## Source information
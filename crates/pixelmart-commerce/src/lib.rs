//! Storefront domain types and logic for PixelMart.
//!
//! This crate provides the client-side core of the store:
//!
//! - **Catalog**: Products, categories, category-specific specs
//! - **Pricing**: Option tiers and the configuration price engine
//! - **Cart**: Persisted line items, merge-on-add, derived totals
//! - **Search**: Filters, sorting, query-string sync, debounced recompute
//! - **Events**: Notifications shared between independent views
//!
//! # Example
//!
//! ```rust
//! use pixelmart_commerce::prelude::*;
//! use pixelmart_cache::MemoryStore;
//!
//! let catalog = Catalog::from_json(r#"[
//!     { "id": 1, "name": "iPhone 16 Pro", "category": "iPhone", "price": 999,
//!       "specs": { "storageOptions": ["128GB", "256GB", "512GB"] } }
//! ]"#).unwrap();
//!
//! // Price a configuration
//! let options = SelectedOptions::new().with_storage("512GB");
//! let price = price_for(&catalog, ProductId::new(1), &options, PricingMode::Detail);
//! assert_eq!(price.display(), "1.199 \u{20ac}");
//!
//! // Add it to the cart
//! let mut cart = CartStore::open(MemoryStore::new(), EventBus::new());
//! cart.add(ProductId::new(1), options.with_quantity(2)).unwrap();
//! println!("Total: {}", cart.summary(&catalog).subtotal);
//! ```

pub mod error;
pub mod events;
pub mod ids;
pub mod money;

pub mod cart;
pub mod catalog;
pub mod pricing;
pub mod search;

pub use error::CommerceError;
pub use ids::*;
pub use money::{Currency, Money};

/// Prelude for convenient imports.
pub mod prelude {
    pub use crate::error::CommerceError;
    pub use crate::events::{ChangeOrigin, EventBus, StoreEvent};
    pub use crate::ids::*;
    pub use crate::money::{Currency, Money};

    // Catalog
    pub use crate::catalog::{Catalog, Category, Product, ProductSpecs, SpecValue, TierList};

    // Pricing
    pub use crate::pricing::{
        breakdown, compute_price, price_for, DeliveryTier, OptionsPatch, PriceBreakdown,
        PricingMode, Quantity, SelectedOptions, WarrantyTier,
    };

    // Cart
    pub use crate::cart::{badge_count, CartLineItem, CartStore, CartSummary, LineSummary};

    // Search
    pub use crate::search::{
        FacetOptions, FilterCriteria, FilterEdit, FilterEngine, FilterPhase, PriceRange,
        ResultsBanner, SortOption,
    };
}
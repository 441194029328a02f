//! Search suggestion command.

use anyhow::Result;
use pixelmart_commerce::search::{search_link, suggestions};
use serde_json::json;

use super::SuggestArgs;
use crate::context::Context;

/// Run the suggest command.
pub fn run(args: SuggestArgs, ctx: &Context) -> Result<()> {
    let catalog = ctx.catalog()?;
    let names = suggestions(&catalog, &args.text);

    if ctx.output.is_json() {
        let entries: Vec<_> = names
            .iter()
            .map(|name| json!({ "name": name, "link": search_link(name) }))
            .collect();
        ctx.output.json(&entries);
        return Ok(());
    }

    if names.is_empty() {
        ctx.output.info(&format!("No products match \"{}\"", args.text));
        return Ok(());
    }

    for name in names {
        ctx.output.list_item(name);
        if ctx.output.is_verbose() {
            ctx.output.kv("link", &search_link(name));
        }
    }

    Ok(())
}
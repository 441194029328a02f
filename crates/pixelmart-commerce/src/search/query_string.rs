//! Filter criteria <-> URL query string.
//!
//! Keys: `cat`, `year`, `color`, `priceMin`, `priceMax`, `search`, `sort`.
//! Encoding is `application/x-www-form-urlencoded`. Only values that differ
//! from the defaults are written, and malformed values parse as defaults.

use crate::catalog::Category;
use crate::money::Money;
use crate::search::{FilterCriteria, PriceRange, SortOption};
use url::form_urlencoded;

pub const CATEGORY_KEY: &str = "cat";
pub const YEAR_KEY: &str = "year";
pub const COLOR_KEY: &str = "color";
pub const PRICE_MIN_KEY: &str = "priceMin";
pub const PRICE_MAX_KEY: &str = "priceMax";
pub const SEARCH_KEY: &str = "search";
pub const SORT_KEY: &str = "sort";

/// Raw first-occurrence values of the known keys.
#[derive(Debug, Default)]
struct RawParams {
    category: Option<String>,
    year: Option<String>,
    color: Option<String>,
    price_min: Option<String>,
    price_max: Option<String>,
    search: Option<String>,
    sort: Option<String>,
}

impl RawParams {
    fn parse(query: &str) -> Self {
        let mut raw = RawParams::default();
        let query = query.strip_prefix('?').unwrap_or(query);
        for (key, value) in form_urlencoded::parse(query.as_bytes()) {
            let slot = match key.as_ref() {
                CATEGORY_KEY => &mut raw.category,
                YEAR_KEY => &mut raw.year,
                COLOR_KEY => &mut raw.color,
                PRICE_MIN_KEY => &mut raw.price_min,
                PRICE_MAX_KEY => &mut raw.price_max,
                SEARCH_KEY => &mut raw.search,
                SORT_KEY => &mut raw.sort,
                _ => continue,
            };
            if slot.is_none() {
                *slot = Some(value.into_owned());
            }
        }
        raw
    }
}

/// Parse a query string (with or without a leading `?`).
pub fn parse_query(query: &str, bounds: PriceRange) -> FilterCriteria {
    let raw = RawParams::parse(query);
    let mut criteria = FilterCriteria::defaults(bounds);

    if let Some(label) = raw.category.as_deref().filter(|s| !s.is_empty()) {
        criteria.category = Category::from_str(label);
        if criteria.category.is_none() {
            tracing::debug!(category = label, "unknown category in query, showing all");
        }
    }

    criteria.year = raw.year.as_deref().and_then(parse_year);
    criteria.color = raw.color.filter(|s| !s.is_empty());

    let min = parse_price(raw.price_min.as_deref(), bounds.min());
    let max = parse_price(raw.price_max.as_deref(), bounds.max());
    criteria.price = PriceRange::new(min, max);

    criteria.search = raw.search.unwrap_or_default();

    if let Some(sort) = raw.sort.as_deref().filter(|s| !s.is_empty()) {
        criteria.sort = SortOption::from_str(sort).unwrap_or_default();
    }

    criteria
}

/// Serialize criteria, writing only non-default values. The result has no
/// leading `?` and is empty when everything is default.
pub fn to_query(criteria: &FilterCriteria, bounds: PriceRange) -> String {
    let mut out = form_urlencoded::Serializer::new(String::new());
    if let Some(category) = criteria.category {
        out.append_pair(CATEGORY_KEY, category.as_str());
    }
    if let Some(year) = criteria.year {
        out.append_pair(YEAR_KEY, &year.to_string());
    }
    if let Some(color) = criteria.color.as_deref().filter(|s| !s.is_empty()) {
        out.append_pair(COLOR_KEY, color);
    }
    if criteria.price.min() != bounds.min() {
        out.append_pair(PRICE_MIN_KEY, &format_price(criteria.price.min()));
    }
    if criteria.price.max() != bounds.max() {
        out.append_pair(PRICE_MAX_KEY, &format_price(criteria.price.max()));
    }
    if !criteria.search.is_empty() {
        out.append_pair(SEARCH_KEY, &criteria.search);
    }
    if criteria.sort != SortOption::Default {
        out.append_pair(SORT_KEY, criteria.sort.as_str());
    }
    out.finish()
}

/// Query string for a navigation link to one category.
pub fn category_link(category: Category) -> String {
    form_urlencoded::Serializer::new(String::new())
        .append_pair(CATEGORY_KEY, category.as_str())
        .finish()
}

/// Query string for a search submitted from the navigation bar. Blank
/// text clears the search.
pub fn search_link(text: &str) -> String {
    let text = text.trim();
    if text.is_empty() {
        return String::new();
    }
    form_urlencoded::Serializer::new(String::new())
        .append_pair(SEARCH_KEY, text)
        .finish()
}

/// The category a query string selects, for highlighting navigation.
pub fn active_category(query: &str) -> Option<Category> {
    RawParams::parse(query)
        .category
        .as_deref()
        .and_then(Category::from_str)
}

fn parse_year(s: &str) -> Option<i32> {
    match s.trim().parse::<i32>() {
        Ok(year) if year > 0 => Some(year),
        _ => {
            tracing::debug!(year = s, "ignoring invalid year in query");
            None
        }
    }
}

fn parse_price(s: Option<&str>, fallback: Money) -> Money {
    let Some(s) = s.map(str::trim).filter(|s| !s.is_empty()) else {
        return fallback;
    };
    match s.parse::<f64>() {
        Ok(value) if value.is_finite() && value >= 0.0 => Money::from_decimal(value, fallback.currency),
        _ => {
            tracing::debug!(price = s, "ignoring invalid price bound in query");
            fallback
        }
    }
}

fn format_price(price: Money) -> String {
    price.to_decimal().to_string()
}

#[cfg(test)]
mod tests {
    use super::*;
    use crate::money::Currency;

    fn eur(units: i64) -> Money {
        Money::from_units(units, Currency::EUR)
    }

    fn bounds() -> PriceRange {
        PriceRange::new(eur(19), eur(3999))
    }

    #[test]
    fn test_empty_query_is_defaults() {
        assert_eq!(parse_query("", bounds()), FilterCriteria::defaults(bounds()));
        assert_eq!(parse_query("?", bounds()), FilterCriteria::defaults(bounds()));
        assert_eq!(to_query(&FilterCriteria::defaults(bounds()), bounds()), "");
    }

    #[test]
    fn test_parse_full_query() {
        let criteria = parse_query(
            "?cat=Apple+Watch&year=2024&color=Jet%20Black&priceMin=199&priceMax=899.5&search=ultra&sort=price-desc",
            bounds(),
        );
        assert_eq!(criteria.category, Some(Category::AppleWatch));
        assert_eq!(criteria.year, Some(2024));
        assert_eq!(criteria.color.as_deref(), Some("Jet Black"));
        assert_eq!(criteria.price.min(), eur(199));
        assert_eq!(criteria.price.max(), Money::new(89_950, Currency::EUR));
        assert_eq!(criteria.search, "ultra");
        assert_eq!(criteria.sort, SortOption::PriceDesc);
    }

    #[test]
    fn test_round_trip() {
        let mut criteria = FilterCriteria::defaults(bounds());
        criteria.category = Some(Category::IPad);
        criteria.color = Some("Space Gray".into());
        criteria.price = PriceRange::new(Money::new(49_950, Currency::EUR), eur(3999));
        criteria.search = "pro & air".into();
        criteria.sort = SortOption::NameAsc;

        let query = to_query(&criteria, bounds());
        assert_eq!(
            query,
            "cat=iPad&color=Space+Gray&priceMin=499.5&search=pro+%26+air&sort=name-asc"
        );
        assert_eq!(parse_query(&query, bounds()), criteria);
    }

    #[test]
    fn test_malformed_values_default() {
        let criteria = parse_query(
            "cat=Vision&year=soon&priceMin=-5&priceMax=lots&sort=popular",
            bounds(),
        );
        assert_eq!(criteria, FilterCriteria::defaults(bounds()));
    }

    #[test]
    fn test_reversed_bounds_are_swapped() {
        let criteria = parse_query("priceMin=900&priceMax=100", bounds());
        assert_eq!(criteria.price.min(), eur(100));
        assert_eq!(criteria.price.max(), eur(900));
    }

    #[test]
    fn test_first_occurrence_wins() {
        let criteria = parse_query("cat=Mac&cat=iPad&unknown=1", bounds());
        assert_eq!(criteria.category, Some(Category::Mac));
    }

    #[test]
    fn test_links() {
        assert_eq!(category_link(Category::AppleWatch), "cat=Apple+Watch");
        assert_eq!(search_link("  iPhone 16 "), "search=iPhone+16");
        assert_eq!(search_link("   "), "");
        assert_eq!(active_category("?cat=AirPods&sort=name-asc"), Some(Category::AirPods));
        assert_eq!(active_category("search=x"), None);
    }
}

## Task objective
Check the records above and copy each line that has the string "entries".

## Final answer
        let entries: Vec<_> = names
        ctx.output.json(&entries);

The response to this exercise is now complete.